Ici encore, la logique contractuelle s'impose depuis la réforme du 9 juin 1992 : « le contrat de travail qui lie le docker professionnel intermittent à son employeur est conclu pour la durée d'une vacation ou pour une durée plus longue. Il est renouvelable. »

II. Le projet de loi initial

Le présent article complète l'article L. 5343-4 afin de préciser que le contrat de travail à durée indéterminée (CDI) visé dans la définition de l'ouvrier docker professionnel intermittent concerne uniquement « une entreprise de manutention portuaire ou un groupement de même objet » .

Comme précédemment, le présent article procède également à la substitution du terme « ouvrier docker » au terme « docker ».

III. Le texte adopté par l'Assemblée nationale

Deux modifications rédactionnelles proposées par le rapporteur Philippe Duron ont été adoptées par la commission du développement durable. Aucune modification n'a été introduite en séance publique.

IV. La position de votre commission

Comme précédemment, votre rapporteur est favorable à ces précisions, bien que le régime d'intermittence soit amené à s'éteindre totalement d'ici une dizaine d'années : l'article L. 5343-4 devra ainsi être supprimé à l'occasion d'un toilettage futur.

Votre commission a adopté cet article sans modification.

Article 5 (article L. 5343-6 du code des transports) - Définition des ouvriers dockers occasionnels

Objet : cet article donne une nouvelle définition des ouvriers dockers occasionnels en faisant expressément référence à leur contrat de travail.

I. Le droit en vigueur

L'article L. 5343-6 du code des transports, dans sa rédaction issue de la réforme du 9 juin 1992, donne une définition en négatif des ouvriers dockers occasionnels qui « constituent une main-d'oeuvre d'appoint à laquelle il n'est fait appel qu'en cas d'insuffisance du nombre des dockers professionnels intermittents ».

À la différence des ouvriers dockers professionnels intermittents, les ouvriers dockers occasionnels « ne sont pas tenus de se présenter à l'embauche et peuvent travailler ailleurs que sur le port sans autorisation spéciale ».

II. La proposition de loi initiale

Le présent article modifie l'article L. 5343-6 et définit désormais l'ouvrier docker occasionnel par rapport au contrat de travail qui le lie à son employeu r, prolongeant ainsi l'esprit de la loi du 9 juin 1992 : « Les ouvriers dockers occasionnels sont les ouvriers qui, afin d'exercer les travaux de manutention portuaire mentionnés à l'article L. 5343-7, concluent avec une entreprise ou un groupement d'entreprises, un contrat de travail à durée déterminée en application du 3° de l'article L. 1242-2 du code du travail et régi par la convention collective nationale unifiée applicable aux entreprises de manutention portuaire ».

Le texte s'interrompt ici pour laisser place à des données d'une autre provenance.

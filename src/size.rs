//! On-disk size probing and size-string conversions

use std::fs;
use std::io;
use std::path::Path;

const K: u64 = 1024;

/// Probe the on-disk size of a single filesystem entry.
///
/// Stats without following symbolic links, so a symlink is sized as its own
/// descriptor. On platforms that report a block count the allocated size
/// (`st_blocks * 512`) is returned, which accounts for sparse files and
/// filesystem block rounding. Elsewhere the logical length is used, rounded
/// up to the volume allocation unit when the platform probe can report one.
///
/// A failed stat is returned to the caller; the walker decides how to
/// recover (log and count the entry as zero bytes).
pub fn probe_size(path: &Path) -> io::Result<u64> {
    let meta = fs::symlink_metadata(path)?;
    Ok(allocated_size(path, &meta))
}

#[cfg(unix)]
fn allocated_size(_path: &Path, meta: &fs::Metadata) -> u64 {
    use std::os::unix::fs::MetadataExt;
    // st_blocks is in units of 512-byte blocks regardless of the
    // filesystem's actual block size
    meta.blocks() * 512
}

#[cfg(not(unix))]
fn allocated_size(path: &Path, meta: &fs::Metadata) -> u64 {
    match crate::platform::allocation_granularity(path) {
        Some(unit) => crate::platform::round_to_allocation(meta.len(), unit),
        None => meta.len(),
    }
}

/// Convert a byte count to a compact engineering string: `2.0M`, `1.5G`.
///
/// Units step by 1024 with one decimal digit; below 1k the plain byte count
/// is returned.
pub fn size_to_eng(size: u64) -> String {
    let s = size as f64;
    if size > K.pow(5) {
        format!("{:.1}P", s / K.pow(5) as f64)
    } else if size > K.pow(4) {
        format!("{:.1}T", s / K.pow(4) as f64)
    } else if size > K.pow(3) {
        format!("{:.1}G", s / K.pow(3) as f64)
    } else if size > K.pow(2) {
        format!("{:.1}M", s / K.pow(2) as f64)
    } else if size > K {
        format!("{:.1}k", s / K as f64)
    } else {
        format!("{}", size)
    }
}

/// Parse a size string like `800k`, `2M`, `1G` into bytes.
///
/// Suffixes k/K, m/M, g/G, t/T, p/P each mean ×1024 of the previous; a bare
/// integer is a byte count.
pub fn parse_size(s: &str) -> Result<u64, String> {
    let t = s.trim();
    let (num_str, multiplier) = match t.chars().next_back() {
        Some('k') | Some('K') => (&t[..t.len() - 1], K),
        Some('m') | Some('M') => (&t[..t.len() - 1], K.pow(2)),
        Some('g') | Some('G') => (&t[..t.len() - 1], K.pow(3)),
        Some('t') | Some('T') => (&t[..t.len() - 1], K.pow(4)),
        Some('p') | Some('P') => (&t[..t.len() - 1], K.pow(5)),
        _ => (t, 1),
    };

    let num: u64 = num_str
        .trim()
        .parse()
        .map_err(|_| format!("invalid number: {}", num_str))?;

    num.checked_mul(multiplier)
        .ok_or_else(|| format!("size too large: {}", t))
}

Ainsi, les ouvriers dockers occasionnels sont employés dans le cadre d'un contrat de travail à durée déterminée (CDD) dit « d'usage constant », que le 3° de l'article L. 1242-2 du code du travail réserve à « certains secteurs d'activité définis par décret ou par convention ou accord collectif de travail étendu, [pour lesquels] il est d'usage constant de ne pas recourir au contrat de travail à durée indéterminée en raison de la nature de l'activité exercée et du caractère par nature temporaire de ces emplois » .

C'est bien ce que précise le B. de l'article 6 de la Convention collective nationale unifiée (CCNU) ports et manutention du 15 avril 2011, qui dispose que les signataires « conviennent que l'activité de manutention portuaire et celle de débarquement des produits de la pêche au sein des ports de pêche (...) constituent un secteur d'activité où il est d'usage constant (...) de recourir au contrat de travail à durée déterminée en raison de la nature de l'activité exercée et du caractère par nature temporaire de certains emplois » et que « les emplois concernés sont ceux correspondant aux ouvriers dockers occasionnels » .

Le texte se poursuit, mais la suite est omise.